To train our model *Synergy* as a byte-level language model, we tokenize the dataset using a simple UTF8 tokenizer, which encodes any text into bytes according to the UTF-8 standard and then treats each byte as a token.

### Model Hyperparameters {#subsubsec:model-hyperparameters}

In all experiments, our model *Synergy* has totally 32 layers, with 4 layers in the encoder part, 24 layers in the middle, and 4 layers in the decoder part. The embedding dimension and the hidden dimension of all transformer layers, is 1024. Every transformer layer consists of a 16-head self-attention layer with 64-dimensional Q, K, V, and an MLP layer with SwiGLU activation [@shazeer2020gluvariantsimprovetransformer] and 4096-dimension intermediate [^2].

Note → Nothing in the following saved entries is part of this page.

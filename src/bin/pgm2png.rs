use std::path::PathBuf;

use clap::Parser;
use pgm2png::{EncodeOptions, FilterStrategy, Interlacing, PgmEncoding, MAX_COMPRESSION, PNG};

/// Convert a greyscale PGM image to PNG (or back, going by the output extension).
#[derive(Parser)]
#[command(name = "pgm2png", version)]
struct Cli {
    /// Image to read, PGM or PNG.
    #[arg(default_value = "Lena_gaussianBlur.pgm")]
    input: PathBuf,
    /// Image to write; `.png` or `.pgm`. Overwritten if it exists.
    #[arg(default_value = "output.png")]
    output: PathBuf,
    /// Scanline filter used for PNG output.
    #[arg(long, value_enum, default_value_t = FilterStrategy::Adaptive)]
    filter: FilterStrategy,
    /// zlib compression level for PNG output.
    #[arg(long, default_value_t = 6, value_parser = clap::value_parser!(u8).range(0..=MAX_COMPRESSION as i64))]
    compression: u8,
    /// Pixel ordering for PNG output.
    #[arg(long, value_enum, default_value_t = Interlacing::None)]
    interlace: Interlacing,
    /// Write PGM output as plain text (P2) instead of binary (P5).
    #[arg(long)]
    plain: bool,
    /// List the chunks of the written PNG.
    #[arg(long)]
    inspect: bool,
    /// Increase logging; repeat for more detail.
    #[arg(short, long, action = clap::ArgAction::Count)]
    verbose: u8,
}

fn main() -> anyhow::Result<()> {
    let cli = Cli::parse();
    let verbosity = match cli.verbose {
        0 => log::LevelFilter::Error,
        1 => log::LevelFilter::Info,
        _ => log::LevelFilter::Debug,
    };
    let mut logger = pretty_env_logger::formatted_builder();
    logger.filter_level(verbosity);
    if let Ok(filters) = std::env::var("RUST_LOG") {
        logger.parse_filters(&filters);
    }
    logger.init();

    let options = EncodeOptions {
        compression: cli.compression,
        filter: cli.filter,
        interlacing: cli.interlace,
        pgm_encoding: if cli.plain {
            PgmEncoding::Plain
        } else {
            PgmEncoding::Raw
        },
    };
    let conversion = pgm2png::convert_with(&cli.input, &cli.output, &options)?;
    println!("Saved image: {}", cli.output.display());

    if cli.inspect && conversion.dest_format == pgm2png::ImageFormat::Png {
        for chunk in PNG::chunks(&std::fs::read(&cli.output)?)? {
            println!("{} ({} bytes)", chunk.chunk_type, chunk.length);
        }
    }
    Ok(())
}
use anyhow::anyhow;

#[derive(Debug, PartialEq, Eq, Clone, Copy)]
pub(crate) enum Filter {
    None = 0,
    Sub = 1,
    Up = 2,
    Average = 3,
    Paeth = 4,
}
impl Filter {
    const ALL: [Filter; 5] = [
        Filter::None,
        Filter::Sub,
        Filter::Up,
        Filter::Average,
        Filter::Paeth,
    ];

    fn predict(&self, a: u8, b: u8, c: u8) -> u8 {
        match self {
            Filter::None => 0,
            Filter::Sub => a,
            Filter::Up => b,
            Filter::Average => ((a as u16 + b as u16) / 2) as u8,
            Filter::Paeth => paeth_predictor(a, b, c),
        }
    }

    pub(crate) fn filter(&self, x: u8, a: u8, b: u8, c: u8) -> u8 {
        x.wrapping_sub(self.predict(a, b, c))
    }

    pub(crate) fn reconstruct(&self, x: u8, a: u8, b: u8, c: u8) -> u8 {
        x.wrapping_add(self.predict(a, b, c))
    }
}
impl TryFrom<u8> for Filter {
    type Error = anyhow::Error;
    fn try_from(value: u8) -> Result<Self, Self::Error> {
        Filter::ALL
            .get(value as usize)
            .copied()
            .ok_or_else(|| anyhow!("Unknown filter type {value}"))
    }
}

fn paeth_predictor(a: u8, b: u8, c: u8) -> u8 {
    let p = a as i16 + b as i16 - c as i16;
    let pa = (p - a as i16).abs();
    let pb = (p - b as i16).abs();
    let pc = (p - c as i16).abs();
    if pa <= pb && pa <= pc {
        a
    } else if pb <= pc {
        b
    } else {
        c
    }
}

/// How the encoder picks a filter for each scanline.
#[derive(Debug, PartialEq, Eq, Default, Clone, Copy, clap::ValueEnum)]
pub enum FilterStrategy {
    None,
    Sub,
    Up,
    Average,
    Paeth,
    /// Per row, whichever filter gives the smallest sum of absolute residuals.
    #[default]
    Adaptive,
}
impl FilterStrategy {
    fn fixed(&self) -> Option<Filter> {
        match self {
            Self::None => Some(Filter::None),
            Self::Sub => Some(Filter::Sub),
            Self::Up => Some(Filter::Up),
            Self::Average => Some(Filter::Average),
            Self::Paeth => Some(Filter::Paeth),
            Self::Adaptive => None,
        }
    }
}

fn apply_filter(filter: Filter, row: &[u8], previous: &[u8], bpp: usize, out: &mut Vec<u8>) {
    for (i, &x) in row.iter().enumerate() {
        let a = if i >= bpp { row[i - bpp] } else { 0 };
        let b = previous[i];
        let c = if i >= bpp { previous[i - bpp] } else { 0 };
        out.push(filter.filter(x, a, b, c));
    }
}

fn residual_cost(filtered: &[u8]) -> u64 {
    filtered
        .iter()
        .map(|&v| (v as i8).unsigned_abs() as u64)
        .sum()
}

/// Appends the filter type byte and the filtered `row` to `out`.
///
/// `previous` is the unfiltered row above, all zeroes for the first row of a pass.
pub(crate) fn filter_scanline(
    row: &[u8],
    previous: &[u8],
    bpp: usize,
    strategy: FilterStrategy,
    out: &mut Vec<u8>,
) -> Filter {
    let filter = strategy.fixed().unwrap_or_else(|| {
        let mut scratch = Vec::with_capacity(row.len());
        Filter::ALL
            .into_iter()
            .min_by_key(|&filter| {
                scratch.clear();
                apply_filter(filter, row, previous, bpp, &mut scratch);
                residual_cost(&scratch)
            })
            .unwrap_or(Filter::None)
    });
    out.push(filter as u8);
    apply_filter(filter, row, previous, bpp, out);
    filter
}

/// Undoes `filter` on `row` in place, `previous` being the already reconstructed row above.
pub(crate) fn reconstruct_scanline(filter: Filter, row: &mut [u8], previous: &[u8], bpp: usize) {
    for i in 0..row.len() {
        let a = if i >= bpp { row[i - bpp] } else { 0 };
        let b = previous[i];
        let c = if i >= bpp { previous[i - bpp] } else { 0 };
        row[i] = filter.reconstruct(row[i], a, b, c);
    }
}
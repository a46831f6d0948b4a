mod convert;
mod error;
mod format;
mod image;
mod options;
pub mod pgm;
pub mod png;
mod utils;

pub use convert::{convert, convert_with, decode_file, encode_file, Conversion};
pub use error::ConvertError;
pub use format::ImageFormat;
pub use image::{BitDepth, Image};
pub use options::{EncodeOptions, MAX_COMPRESSION};
pub use pgm::{PgmEncoding, PGM};
pub use png::{ChunkInfo, FilterStrategy, Interlacing, PNG};
use std::{iter::Peekable, marker::PhantomData};

use anyhow::{anyhow, bail, ensure};
use log::debug;
use nom::{bytes::complete::tag, IResult};

use super::chunks::{ihdr::IHDRChunk, iter_chunks, Chunk, ChunkIter};

pub(crate) const SIGNATURE: &[u8; 8] = b"\x89PNG\x0d\x0a\x1a\x0a";

/// Walks a PNG's chunks in the order the format requires.
pub(crate) struct PNGDecoder<'a, State>(Peekable<ChunkIter<'a>>, PhantomData<State>);

pub(crate) struct Start;
pub(crate) struct Header;
pub(crate) struct ImageData;

impl<'a> PNGDecoder<'a, Start> {
    pub(crate) fn new(data: &'a [u8]) -> anyhow::Result<Self> {
        let (rest, _) = parse_signature(data)
            .map_err(|_| anyhow!("input doesn't start with expected signature"))?;
        Ok(Self(iter_chunks(rest).peekable(), PhantomData))
    }

    pub(crate) fn parse_ihdr(mut self) -> anyhow::Result<(PNGDecoder<'a, Header>, IHDRChunk)> {
        match self.0.next().transpose()? {
            Some(Chunk::IHDR(ihdr)) => {
                debug!("IHDR: {ihdr:?}");
                Ok((PNGDecoder(self.0, PhantomData), ihdr))
            }
            Some(other) => bail!(
                "Expected IHDR as the first chunk, found {}",
                String::from_utf8_lossy(other.chunk_type())
            ),
            None => bail!("PNG has no chunks"),
        }
    }
}

impl<'a> PNGDecoder<'a, Header> {
    /// Concatenates the payloads of the consecutive IDAT chunks.
    pub(crate) fn collect_idat(mut self) -> anyhow::Result<(PNGDecoder<'a, ImageData>, Vec<u8>)> {
        loop {
            match self.0.peek() {
                Some(Ok(Chunk::IDAT(_))) => break,
                Some(Ok(_)) => skip_chunk(self.0.next().transpose()?)?,
                Some(Err(_)) => {
                    self.0.next().transpose()?;
                }
                None => bail!("Couldn't find an IDAT"),
            }
        }
        let mut compressed = vec![];
        let mut count = 0;
        while let Some(Ok(Chunk::IDAT(_))) = self.0.peek() {
            if let Some(Ok(Chunk::IDAT(idat))) = self.0.next() {
                compressed.extend_from_slice(idat.data);
                count += 1;
            }
        }
        debug!("Read {} bytes of image data from {count} IDAT chunks", compressed.len());
        Ok((PNGDecoder(self.0, PhantomData), compressed))
    }
}

impl<'a> PNGDecoder<'a, ImageData> {
    /// Checks the chunks after the image data, up to and including IEND.
    pub(crate) fn finish(mut self) -> anyhow::Result<()> {
        while let Some(chunk) = self.0.next().transpose()? {
            match chunk {
                Chunk::IEND => return Ok(()),
                Chunk::IDAT(_) => bail!("IDAT chunks must be consecutive"),
                other => skip_chunk(Some(other))?,
            }
        }
        bail!("PNG ended without an IEND chunk")
    }
}

fn skip_chunk(chunk: Option<Chunk<'_>>) -> anyhow::Result<()> {
    match chunk {
        Some(Chunk::Unknown(raw)) => {
            ensure!(
                !raw.is_critical(),
                "Unsupported critical chunk {}",
                raw.name()
            );
            debug!("Skipping {} chunk ({} bytes)", raw.name(), raw.data.len());
            Ok(())
        }
        Some(Chunk::IHDR(_)) => bail!("Duplicate IHDR chunk"),
        Some(Chunk::IEND) => bail!("IEND before image data"),
        Some(Chunk::IDAT(_)) | None => Ok(()),
    }
}

pub(crate) fn parse_signature(input: &[u8]) -> IResult<&[u8], &[u8]> {
    tag(&SIGNATURE[..])(input)
}
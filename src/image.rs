use anyhow::{anyhow, bail, ensure};

/// Bits per greyscale sample.
#[derive(Debug, PartialEq, Eq, Clone, Copy, PartialOrd, Ord)]
pub enum BitDepth {
    One = 1,
    Two = 2,
    Four = 4,
    Eight = 8,
    Sixteen = 16,
}
impl BitDepth {
    pub fn bits(self) -> u8 {
        self as u8
    }

    /// Largest sample value representable at this depth.
    pub fn max_value(self) -> u16 {
        match self {
            Self::Sixteen => u16::MAX,
            depth => (1 << depth.bits()) - 1,
        }
    }

    /// The narrowest byte-aligned depth that holds samples up to `max_value`.
    pub fn for_max_value(max_value: u16) -> Self {
        if max_value <= u8::MAX as u16 {
            Self::Eight
        } else {
            Self::Sixteen
        }
    }
}
impl TryFrom<u8> for BitDepth {
    type Error = anyhow::Error;
    fn try_from(value: u8) -> Result<Self, Self::Error> {
        match value {
            1 => Ok(Self::One),
            2 => Ok(Self::Two),
            4 => Ok(Self::Four),
            8 => Ok(Self::Eight),
            16 => Ok(Self::Sixteen),
            i => Err(anyhow!("Invalid bit depth {i}")),
        }
    }
}

/// A decoded single-channel raster, samples stored row-major.
#[derive(Debug, PartialEq, Eq, Clone)]
pub struct Image {
    width: u32,
    height: u32,
    bit_depth: BitDepth,
    samples: Vec<u16>,
}
impl Image {
    pub fn new(
        width: u32,
        height: u32,
        bit_depth: BitDepth,
        samples: Vec<u16>,
    ) -> anyhow::Result<Self> {
        ensure!(
            width > 0 && height > 0,
            "Image dimensions must be non-zero, got {width}x{height}"
        );
        let expected = pixel_count(width, height)?;
        ensure!(
            samples.len() == expected,
            "Expected {expected} samples for a {width}x{height} image, got {}",
            samples.len()
        );
        let max_value = bit_depth.max_value();
        if let Some((index, sample)) = samples
            .iter()
            .enumerate()
            .find(|(_, &sample)| sample > max_value)
        {
            bail!(
                "Sample {sample} at index {index} doesn't fit in {} bits",
                bit_depth.bits()
            );
        }
        Ok(Self {
            width,
            height,
            bit_depth,
            samples,
        })
    }

    pub fn width(&self) -> u32 {
        self.width
    }

    pub fn height(&self) -> u32 {
        self.height
    }

    pub fn bit_depth(&self) -> BitDepth {
        self.bit_depth
    }

    pub fn samples(&self) -> &[u16] {
        &self.samples
    }

    pub fn into_samples(self) -> Vec<u16> {
        self.samples
    }

    pub fn get(&self, x: u32, y: u32) -> Option<u16> {
        if x >= self.width || y >= self.height {
            return None;
        }
        self.samples
            .get(y as usize * self.width as usize + x as usize)
            .copied()
    }

    pub fn rows(&self) -> std::slice::Chunks<'_, u16> {
        self.samples.chunks(self.width as usize)
    }
}

pub(crate) fn pixel_count(width: u32, height: u32) -> anyhow::Result<usize> {
    (width as usize)
        .checked_mul(height as usize)
        .ok_or_else(|| anyhow!("Image of {width}x{height} is too large"))
}
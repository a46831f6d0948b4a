use std::ops::Range;

use super::chunks::ihdr::Interlacing;
use crate::utils::div_ceil;

/// Where a reduced image's pixels sit in the full image: first row and
/// column, then the spacing between picked rows and columns.
#[derive(Debug, Clone, Copy)]
struct Layout {
    row: usize,
    column: usize,
    row_step: usize,
    column_step: usize,
}

const fn layout(row: usize, column: usize, row_step: usize, column_step: usize) -> Layout {
    Layout {
        row,
        column,
        row_step,
        column_step,
    }
}

const FULL: [Layout; 1] = [layout(0, 0, 1, 1)];

const ADAM7: [Layout; 7] = [
    layout(0, 0, 8, 8),
    layout(0, 4, 8, 8),
    layout(4, 0, 8, 4),
    layout(0, 2, 4, 4),
    layout(2, 0, 4, 2),
    layout(0, 1, 2, 2),
    layout(1, 0, 2, 1),
];

/// The reduced images making up the image data, in storage order.
///
/// Passes without pixels are absent from the data stream, so they are left out.
pub(crate) fn passes(width: usize, height: usize, interlacing: Interlacing) -> Vec<SubImage> {
    let layouts: &[Layout] = match interlacing {
        Interlacing::None => &FULL,
        Interlacing::Adam7 => &ADAM7,
    };
    layouts
        .iter()
        .map(|layout| SubImage::new(*layout, width, height))
        .filter(|pass| pass.width > 0 && pass.height > 0)
        .collect()
}

#[derive(Debug)]
pub(crate) struct SubImage {
    pub(crate) width: usize,
    pub(crate) height: usize,
    /// Indices into the full image's samples, in the sub image's row-major order.
    pub(crate) pixel_indices: PixelIndices,
}
impl SubImage {
    fn new(layout: Layout, image_width: usize, image_height: usize) -> Self {
        let width = div_ceil(image_width.saturating_sub(layout.column), layout.column_step);
        let height = div_ceil(image_height.saturating_sub(layout.row), layout.row_step);
        Self {
            width,
            height,
            pixel_indices: PixelIndices {
                layout,
                image_width,
                width,
                positions: 0..width * height,
            },
        }
    }
}

#[derive(Debug)]
pub(crate) struct PixelIndices {
    layout: Layout,
    image_width: usize,
    width: usize,
    positions: Range<usize>,
}
impl Iterator for PixelIndices {
    type Item = usize;
    fn next(&mut self) -> Option<Self::Item> {
        let position = self.positions.next()?;
        let row = self.layout.row + position / self.width * self.layout.row_step;
        let column = self.layout.column + position % self.width * self.layout.column_step;
        Some(row * self.image_width + column)
    }

    fn size_hint(&self) -> (usize, Option<usize>) {
        self.positions.size_hint()
    }
}
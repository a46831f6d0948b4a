use crate::{
    pgm::PgmEncoding,
    png::{FilterStrategy, Interlacing},
};

/// Highest zlib level `miniz_oxide` understands.
pub const MAX_COMPRESSION: u8 = 10;

/// Knobs for writing the destination image. Options that don't apply to
/// the destination format are ignored.
#[derive(Debug, Clone, Copy, PartialEq, Eq)]
pub struct EncodeOptions {
    /// zlib level for PNG output, 0 (store) to 10.
    pub compression: u8,
    pub filter: FilterStrategy,
    pub interlacing: Interlacing,
    pub pgm_encoding: PgmEncoding,
}
impl EncodeOptions {
    pub(crate) fn compression_level(&self) -> u8 {
        self.compression.min(MAX_COMPRESSION)
    }
}
impl Default for EncodeOptions {
    fn default() -> Self {
        Self {
            compression: 6,
            filter: FilterStrategy::default(),
            interlacing: Interlacing::default(),
            pgm_encoding: PgmEncoding::default(),
        }
    }
}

By default, the model is trained with sequences of length 1024, and the corresponding number of tokens in the middle part is 224. For positional encoding, we choose the widely used RoPE [@su2023roformerenhancedtransformerrotary]. Recall that we deliberately removed the positional encoding in the middle part, so it only affects the encoder and decoder.

### Hardware and Costs {#subsubsec:hardware-and-costs}

We finished all experiments on a single machine with one GPU (NVIDIA H20 96GB). The whole training set consists of about $12$G bytes. Using our experimental configurations, the whole training phase of *Synergy* lasts for about $62$ hours (while it lasts for about $40$ hours for *Llama3*).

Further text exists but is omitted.